## EXERCISE BRIEF
When a line below holds the string "Applied", show that line.

## DATA SHOWN
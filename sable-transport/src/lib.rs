//! Transport layer for Sable programmable input devices
//!
//! Sable devices speak a fixed-size binary report protocol over USB HID
//! control transfers. This crate provides:
//!
//! - the 90-byte [`Report`] record and its checksum rule
//! - the two-phase send/exchange sequencing required by the firmware
//! - a [`ControlTransport`] trait over the raw control-transfer primitive,
//!   with a libusb-backed implementation for real hardware

pub mod error;
pub mod exchange;
pub mod protocol;
pub mod report;
pub mod usb;

pub use error::TransportError;
pub use exchange::{exchange, log_erroneous_report, send_report};
pub use protocol::{clamp_u8, clamp_u16, REPORT_LEN};
pub use report::Report;
pub use usb::UsbControlTransport;

/// The raw synchronous control-transfer primitive.
///
/// Implemented by the USB binding ([`UsbControlTransport`]) and by test
/// doubles. Both calls are single-shot: one invocation maps to exactly one
/// control transfer, and the returned count is whatever the bus reported.
/// Length validation and settling delays belong to the [`exchange`] layer.
pub trait ControlTransport {
    /// Issue a SET_REPORT class request carrying `buf` to interface `index`.
    fn control_write(&self, index: u16, buf: &[u8]) -> Result<usize, TransportError>;

    /// Issue a GET_REPORT class request reading into `buf` from interface
    /// `index`.
    fn control_read(&self, index: u16, buf: &mut [u8]) -> Result<usize, TransportError>;
}
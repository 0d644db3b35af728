//! Turns selection changes into trace queries, and decides whether their results still apply.
//!
//! Every query carries a ticket naming the trace it fills and the revision of the selection that
//! issued it. Results are only written back if no newer query for that trace was issued in the
//! meantime, so a slow response for an old selection can't clobber the current one.

use futures::future::join_all;

use model::{
    single_day, trailing_days, Clock, DateFilter, FleetError, FleetState, LonLat, Selection,
    TimeWindow, TraceKind, VehicleFilter, VehicleID, VehicleRegistry,
};

use crate::api::{FetchError, FleetApi};

#[derive(Clone, Copy, Debug, PartialEq, Eq)]
pub enum Phase {
    Idle,
    FetchingSingle,
    FetchingAll,
}

#[derive(Clone, Copy, Debug, PartialEq, Eq)]
pub struct Ticket {
    pub kind: TraceKind,
    revision: u64,
}

/// Fetches to fill one trace kind for some vehicles over one window.
#[derive(Clone, Debug)]
pub struct RangeQuery {
    pub ticket: Ticket,
    pub window: TimeWindow,
    pub vehicles: Vec<VehicleID>,
    phase: Phase,
}

impl RangeQuery {
    pub fn phase(&self) -> Phase {
        self.phase
    }

    /// Fetches every vehicle concurrently and waits for all of them. A failed fetch only affects
    /// its own vehicle.
    pub async fn run<A: FleetApi>(self, api: &A) -> QueryOutcome {
        let window = self.window;
        let results = join_all(self.vehicles.into_iter().map(|id| async move {
            let result = api.fetch_trace(&id, &window).await;
            (id, result)
        }))
        .await;
        QueryOutcome {
            ticket: self.ticket,
            results,
        }
    }
}

pub struct QueryOutcome {
    pub ticket: Ticket,
    pub results: Vec<(VehicleID, Result<Vec<LonLat>, FetchError>)>,
}

#[derive(Clone, Debug, PartialEq)]
pub enum ApplyReport {
    Applied {
        updated: Vec<VehicleID>,
        /// These vehicles keep whatever trace they had before
        failed: Vec<(VehicleID, FetchError)>,
    },
    /// The selection changed while the query was in flight; nothing was written
    Discarded,
}

impl ApplyReport {
    pub fn failures(&self) -> &[(VehicleID, FetchError)] {
        match self {
            ApplyReport::Applied { failed, .. } => failed,
            ApplyReport::Discarded => &[],
        }
    }
}

struct Slot {
    revision: u64,
    phase: Phase,
}

impl Slot {
    fn new() -> Self {
        Self {
            revision: 0,
            phase: Phase::Idle,
        }
    }

    fn invalidate(&mut self) {
        self.revision += 1;
        self.phase = Phase::Idle;
    }
}

pub struct RangeQueryController<C: Clock> {
    clock: C,
    selection: Selection,
    primary: Slot,
    subtrace: Slot,
}

impl<C: Clock> RangeQueryController<C> {
    pub fn new(clock: C, selection: Selection) -> Self {
        Self {
            clock,
            selection,
            primary: Slot::new(),
            subtrace: Slot::new(),
        }
    }

    pub fn clock(&self) -> &C {
        &self.clock
    }

    pub fn selection(&self) -> &Selection {
        &self.selection
    }

    pub fn phase(&self, kind: TraceKind) -> Phase {
        self.slot(kind).phase
    }

    fn slot(&self, kind: TraceKind) -> &Slot {
        match kind {
            TraceKind::Primary => &self.primary,
            TraceKind::Subtrace => &self.subtrace,
        }
    }

    fn slot_mut(&mut self, kind: TraceKind) -> &mut Slot {
        match kind {
            TraceKind::Primary => &mut self.primary,
            TraceKind::Subtrace => &mut self.subtrace,
        }
    }

    /// Refetches the primary trace for the current selection.
    pub fn reload(&mut self, registry: &VehicleRegistry) -> Result<RangeQuery, FleetError> {
        let window = trailing_days(&self.clock.now(), self.selection.days);
        self.issue(TraceKind::Primary, window, registry)
    }

    pub fn select_vehicle(
        &mut self,
        vehicle: VehicleFilter,
        registry: &VehicleRegistry,
    ) -> Result<RangeQuery, FleetError> {
        if let VehicleFilter::Single(ref id) = vehicle {
            registry.lookup(id)?;
        }
        self.selection.set_vehicle(vehicle);
        // The date went back to "full" without a fetch of its own
        self.subtrace.invalidate();
        self.reload(registry)
    }

    pub fn select_days(
        &mut self,
        days: u32,
        registry: &VehicleRegistry,
    ) -> Result<RangeQuery, FleetError> {
        self.selection.set_days(days)?;
        self.subtrace.invalidate();
        self.reload(registry)
    }

    pub fn select_date(
        &mut self,
        date: DateFilter,
        registry: &VehicleRegistry,
    ) -> Result<RangeQuery, FleetError> {
        self.selection.set_date(date);
        let now = self.clock.now();
        let window = match date {
            DateFilter::Full => trailing_days(&now, self.selection.days),
            DateFilter::SingleDay(date) => single_day(&now.timezone(), date),
        };
        self.issue(TraceKind::Subtrace, window, registry)
    }

    fn issue(
        &mut self,
        kind: TraceKind,
        window: TimeWindow,
        registry: &VehicleRegistry,
    ) -> Result<RangeQuery, FleetError> {
        let (vehicles, phase) = match self.selection.vehicle {
            VehicleFilter::All => (registry.ids().cloned().collect(), Phase::FetchingAll),
            VehicleFilter::Single(ref id) => {
                registry.lookup(id)?;
                (vec![id.clone()], Phase::FetchingSingle)
            }
        };
        let slot = self.slot_mut(kind);
        slot.revision += 1;
        slot.phase = phase;
        Ok(RangeQuery {
            ticket: Ticket {
                kind,
                revision: slot.revision,
            },
            window,
            vehicles,
            phase,
        })
    }

    pub fn is_current(&self, ticket: &Ticket) -> bool {
        self.slot(ticket.kind).revision == ticket.revision
    }

    /// Writes a finished query into the state, unless a newer one superseded it.
    pub fn apply(
        &mut self,
        outcome: QueryOutcome,
        state: &mut FleetState,
    ) -> Result<ApplyReport, FleetError> {
        if !self.is_current(&outcome.ticket) {
            debug!(
                "Discarding stale {:?} results for {} vehicles",
                outcome.ticket.kind,
                outcome.results.len()
            );
            return Ok(ApplyReport::Discarded);
        }

        // Nothing is written unless every vehicle is known
        if let Some((id, _)) = outcome
            .results
            .iter()
            .find(|(id, _)| !state.registry().contains(id))
        {
            error!("Query result for {} doesn't match the registry", id);
            self.slot_mut(outcome.ticket.kind).phase = Phase::Idle;
            return Err(FleetError::NotFound(id.clone()));
        }

        let mut updated = Vec::new();
        let mut failed = Vec::new();
        for (id, result) in outcome.results {
            match result {
                Ok(pts) => {
                    state.replace_trace(outcome.ticket.kind, &id, pts)?;
                    updated.push(id);
                }
                Err(err) => {
                    warn!("Couldn't fetch {:?} for vehicle {}: {}", outcome.ticket.kind, id, err);
                    failed.push((id, err));
                }
            }
        }
        self.slot_mut(outcome.ticket.kind).phase = Phase::Idle;
        Ok(ApplyReport::Applied { updated, failed })
    }
}
use crate::{FleetState, LonLat, Selection, VehicleFilter, VehicleID};

/// Which vehicles the trace and position layers should draw.
#[derive(Clone, Debug, PartialEq)]
pub enum LayerFilter {
    All,
    Vehicle(VehicleID),
}

/// Where the map should move after a selection change.
#[derive(Clone, Debug, PartialEq)]
pub enum Focus {
    /// The default view of the whole fleet
    Overview,
    Vehicle(LonLat),
    /// The vehicle has no known position yet; leave the camera alone
    Unchanged,
}

#[derive(Clone, Debug, PartialEq)]
pub struct Projection {
    pub filter: LayerFilter,
    pub focus: Focus,
}

impl Projection {
    pub fn new(selection: &Selection, state: &FleetState) -> Self {
        match selection.vehicle {
            VehicleFilter::All => Self {
                filter: LayerFilter::All,
                focus: Focus::Overview,
            },
            VehicleFilter::Single(ref id) => Self {
                filter: LayerFilter::Vehicle(id.clone()),
                focus: match state.latest(id).and_then(|latest| latest.pos) {
                    Some(pt) => Focus::Vehicle(pt),
                    None => Focus::Unchanged,
                },
            },
        }
    }

    pub fn shows(&self, id: &VehicleID) -> bool {
        match self.filter {
            LayerFilter::All => true,
            LayerFilter::Vehicle(ref x) => x == id,
        }
    }
}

## SOLUTION
    Applied {
            ApplyReport::Applied { failed, .. } => failed,
        Ok(ApplyReport::Applied { updated, failed })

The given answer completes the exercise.